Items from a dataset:

════════

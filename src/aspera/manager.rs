/*
 * Copyright Amazon.com, Inc. or its affiliates. All Rights Reserved.
 * SPDX-License-Identifier: Apache-2.0
 */

use std::{path::PathBuf, sync::Arc, time::Duration};

use tokio::sync::Semaphore;

use crate::{
    aspera::{
        cache::{CacheInfo, MetadataCache, DEFAULT_MAX_FASP_CACHE_SIZE},
        AsperaMetadata, AsperaMetadataSource, FaspMover, FaspTransferSpec,
    },
    coordinator::{TransferCoordinator, TransferHandle},
    error::{self, TransferError},
    scheduler::spawn_transfer,
    types::{Direction, TransferId},
};

/// Default number of mover invocations a manager runs at once
pub const DEFAULT_ASCP_MAX_CONCURRENT: usize = 10;

/// Configuration for an [`AsperaTransferManager`]
#[derive(Debug, Clone, PartialEq, Eq)]
pub struct AsperaManagerConfig {
    max_fasp_cache_size: usize,
    ascp_max_concurrent: usize,
}

impl AsperaManagerConfig {
    pub fn builder() -> AsperaManagerConfigBuilder {
        AsperaManagerConfigBuilder::default()
    }

    /// Number of buckets whose transfer credentials are cached
    pub fn max_fasp_cache_size(&self) -> usize {
        self.max_fasp_cache_size
    }

    pub fn ascp_max_concurrent(&self) -> usize {
        self.ascp_max_concurrent
    }
}

impl Default for AsperaManagerConfig {
    fn default() -> Self {
        Self {
            max_fasp_cache_size: DEFAULT_MAX_FASP_CACHE_SIZE,
            ascp_max_concurrent: DEFAULT_ASCP_MAX_CONCURRENT,
        }
    }
}

/// Fluent style builder for [AsperaManagerConfig]
#[derive(Debug, Clone, Default)]
pub struct AsperaManagerConfigBuilder {
    config: AsperaManagerConfig,
}

impl AsperaManagerConfigBuilder {
    /// Defaults to 1000.
    pub fn max_fasp_cache_size(mut self, size: usize) -> Self {
        self.config.max_fasp_cache_size = size;
        self
    }

    /// Maximum concurrent mover invocations. Defaults to 10.
    pub fn ascp_max_concurrent(mut self, concurrent: usize) -> Self {
        self.config.ascp_max_concurrent = concurrent;
        self
    }

    pub fn build(self) -> Result<AsperaManagerConfig, TransferError> {
        if self.config.max_fasp_cache_size == 0 {
            return Err(error::invalid_config("max_fasp_cache_size must be positive"));
        }
        if self.config.ascp_max_concurrent == 0 {
            return Err(error::invalid_config("ascp_max_concurrent must be positive"));
        }
        Ok(self.config)
    }
}

/// How the mover shares bandwidth with other traffic
#[derive(Debug, Clone, Copy, PartialEq, Eq, Default)]
pub enum RatePolicy {
    /// Transfer at the target rate regardless of congestion
    Fixed,
    High,
    #[default]
    Fair,
    Low,
}

/// Transfer tuning passed through to the mover. Built with [`AsperaConfig::builder`],
/// which rejects inconsistent rates.
#[derive(Debug, Clone, PartialEq, Eq, Default)]
pub struct AsperaConfig {
    target_rate_mbps: Option<u64>,
    target_rate_cap_mbps: Option<u64>,
    min_rate_mbps: Option<u64>,
    rate_policy: RatePolicy,
    multi_session: Option<u32>,
    multi_session_threshold_mb: Option<u64>,
    destination_root: Option<String>,
}

impl AsperaConfig {
    pub fn builder() -> AsperaConfigBuilder {
        AsperaConfigBuilder::default()
    }

    pub fn target_rate_mbps(&self) -> Option<u64> {
        self.target_rate_mbps
    }

    pub fn target_rate_cap_mbps(&self) -> Option<u64> {
        self.target_rate_cap_mbps
    }

    pub fn min_rate_mbps(&self) -> Option<u64> {
        self.min_rate_mbps
    }

    pub fn rate_policy(&self) -> RatePolicy {
        self.rate_policy
    }

    /// Number of sessions the transfer is split over
    pub fn multi_session(&self) -> Option<u32> {
        self.multi_session
    }

    pub fn multi_session_threshold_mb(&self) -> Option<u64> {
        self.multi_session_threshold_mb
    }

    pub fn destination_root(&self) -> Option<&str> {
        self.destination_root.as_deref()
    }
}

/// Fluent style builder for [AsperaConfig]
#[derive(Debug, Clone, Default)]
pub struct AsperaConfigBuilder {
    config: AsperaConfig,
}

impl AsperaConfigBuilder {
    pub fn target_rate_mbps(mut self, rate: u64) -> Self {
        self.config.target_rate_mbps = Some(rate);
        self
    }

    pub fn target_rate_cap_mbps(mut self, rate: u64) -> Self {
        self.config.target_rate_cap_mbps = Some(rate);
        self
    }

    pub fn min_rate_mbps(mut self, rate: u64) -> Self {
        self.config.min_rate_mbps = Some(rate);
        self
    }

    /// Defaults to [`RatePolicy::Fair`]
    pub fn rate_policy(mut self, policy: RatePolicy) -> Self {
        self.config.rate_policy = policy;
        self
    }

    /// Split the transfer over this many sessions
    pub fn multi_session(mut self, sessions: u32) -> Self {
        self.config.multi_session = Some(sessions);
        self
    }

    /// Files below this size are not split across sessions
    pub fn multi_session_threshold_mb(mut self, threshold: u64) -> Self {
        self.config.multi_session_threshold_mb = Some(threshold);
        self
    }

    pub fn destination_root(mut self, root: impl Into<String>) -> Self {
        self.config.destination_root = Some(root.into());
        self
    }

    /// Rates that are set must satisfy `min <= target <= cap`
    pub fn build(self) -> Result<AsperaConfig, TransferError> {
        let config = self.config;
        let rates = [config.min_rate_mbps, config.target_rate_mbps, config.target_rate_cap_mbps];
        let set: Vec<u64> = rates.iter().flatten().copied().collect();
        if set.windows(2).any(|w| w[0] > w[1]) {
            return Err(error::invalid_config(format!(
                "rates must satisfy min <= target <= cap, got min {:?} target {:?} cap {:?}",
                config.min_rate_mbps, config.target_rate_mbps, config.target_rate_cap_mbps
            )));
        }
        if config.multi_session == Some(0) {
            return Err(error::invalid_config("multi_session must be positive"));
        }
        Ok(config)
    }
}

/// One accelerated transfer between a local path and a bucket
#[derive(Debug, Clone)]
pub struct AsperaRequest {
    bucket: String,
    remote_path: String,
    local_path: PathBuf,
    config: Option<AsperaConfig>,
    timeout: Option<Duration>,
}

impl AsperaRequest {
    /// `remote_path` is the object key, or the key prefix for directory transfers
    pub fn new(bucket: impl Into<String>, remote_path: impl Into<String>, local_path: impl Into<PathBuf>) -> Self {
        Self {
            bucket: bucket.into(),
            remote_path: remote_path.into(),
            local_path: local_path.into(),
            config: None,
            timeout: None,
        }
    }

    /// Override the manager's transfer tuning for this transfer
    pub fn config(mut self, config: AsperaConfig) -> Self {
        self.config = Some(config);
        self
    }

    /// Cancel the transfer if it has not finished after `timeout`
    pub fn timeout(mut self, timeout: Duration) -> Self {
        self.timeout = Some(timeout);
        self
    }
}

/// Entry point for accelerated transfers.
///
/// Resolves the bucket's transfer credentials through a [`MetadataCache`] and delegates
/// the transfer to a [`FaspMover`]. Transfers run in the background and are observed and
/// cancelled through their [`TransferHandle`].
#[derive(Debug, Clone)]
pub struct AsperaTransferManager {
    inner: Arc<Inner>,
}

#[derive(Debug)]
struct Inner {
    config: AsperaManagerConfig,
    transfer_config: AsperaConfig,
    cache: MetadataCache,
    mover: Arc<dyn FaspMover>,
    // bounds concurrent mover invocations
    permits: Semaphore,
}

#[derive(Debug)]
struct Job {
    direction: Direction,
    recursive: bool,
    request: AsperaRequest,
    config: AsperaConfig,
}

impl AsperaTransferManager {
    pub fn new(
        source: Arc<dyn AsperaMetadataSource>,
        mover: Arc<dyn FaspMover>,
        config: AsperaManagerConfig,
        transfer_config: AsperaConfig,
    ) -> Result<Self, TransferError> {
        let cache = MetadataCache::new(source, config.max_fasp_cache_size())?;
        Ok(Self {
            inner: Arc::new(Inner {
                permits: Semaphore::new(config.ascp_max_concurrent()),
                config,
                transfer_config,
                cache,
                mover,
            }),
        })
    }

    pub fn config(&self) -> &AsperaManagerConfig {
        &self.inner.config
    }

    /// Transfer credentials of `bucket`, cached
    pub async fn get_aspera_metadata(&self, bucket: &str) -> Result<AsperaMetadata, TransferError> {
        self.inner.cache.get(bucket).await
    }

    pub fn cache_info(&self) -> CacheInfo {
        self.inner.cache.info()
    }

    /// Upload the local file to `remote_path`
    pub fn upload(&self, request: AsperaRequest) -> TransferHandle<()> {
        self.submit(Direction::Upload, false, request)
    }

    /// Download the object at `remote_path` to the local file
    pub fn download(&self, request: AsperaRequest) -> TransferHandle<()> {
        self.submit(Direction::Download, false, request)
    }

    /// Upload the local directory tree under the `remote_path` prefix
    pub fn upload_directory(&self, request: AsperaRequest) -> TransferHandle<()> {
        self.submit(Direction::Upload, true, request)
    }

    /// Download every object under the `remote_path` prefix into the local directory
    pub fn download_directory(&self, request: AsperaRequest) -> TransferHandle<()> {
        self.submit(Direction::Download, true, request)
    }

    fn submit(&self, direction: Direction, recursive: bool, mut request: AsperaRequest) -> TransferHandle<()> {
        let config = request
            .config
            .take()
            .unwrap_or_else(|| self.inner.transfer_config.clone());
        let timeout = request.timeout;
        let job = Job {
            direction,
            recursive,
            request,
            config,
        };
        let inner = self.inner.clone();
        spawn_transfer(TransferId::next(), timeout, move |coordinator| inner.run(coordinator, job))
    }
}

impl Inner {
    async fn run(self: Arc<Self>, coordinator: Arc<TransferCoordinator<()>>, job: Job) {
        // the mover moves the whole transfer as a single part
        if coordinator.start(1) {
            let cancel = coordinator.cancellation_token().clone();
            let result = tokio::select! {
                biased;
                _ = cancel.cancelled() => Err(TransferError::Cancelled),
                result = self.transfer(coordinator.id(), job) => result,
            };
            match result {
                Ok(()) => {
                    coordinator.part_succeeded();
                    coordinator.complete(());
                }
                Err(err) => {
                    coordinator.fail(err);
                }
            }
        }
        coordinator.finish();
    }

    async fn transfer(&self, id: TransferId, job: Job) -> Result<(), TransferError> {
        let Job {
            direction,
            recursive,
            request,
            config,
        } = job;

        if direction == Direction::Upload {
            check_local_source(&request.local_path, recursive).await?;
        }

        let _permit = self
            .permits
            .acquire()
            .await
            .map_err(|e| error::fatal("ascp pool closed", e))?;
        let credentials = self.cache.get(&request.bucket).await?;
        tracing::debug!(
            transfer = %id,
            bucket = %request.bucket,
            remote_path = %request.remote_path,
            local_path = %request.local_path.display(),
            recursive,
            "starting fasp {}",
            direction
        );

        self.mover
            .transfer(FaspTransferSpec {
                direction,
                bucket: request.bucket,
                remote_path: request.remote_path,
                local_path: request.local_path,
                recursive,
                credentials,
                config,
            })
            .await
    }
}

async fn check_local_source(path: &std::path::Path, directory: bool) -> Result<(), TransferError> {
    let meta = tokio::fs::metadata(path)
        .await
        .map_err(|e| error::local_io(format!("read metadata of {} failed", path.display()), e))?;
    match (directory, meta.is_dir()) {
        (true, false) => Err(error::invalid_meta_request(format!(
            "{} is not a directory",
            path.display()
        ))),
        (false, true) => Err(error::invalid_meta_request(format!(
            "{} is a directory",
            path.display()
        ))),
        _ => Ok(()),
    }
}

════════

The lines to copy are those above that contain the string "this".

Task output »
    /// Split the transfer over this many sessions
    /// Files below this size are not split across sessions
    /// Override the manager's transfer tuning for this transfer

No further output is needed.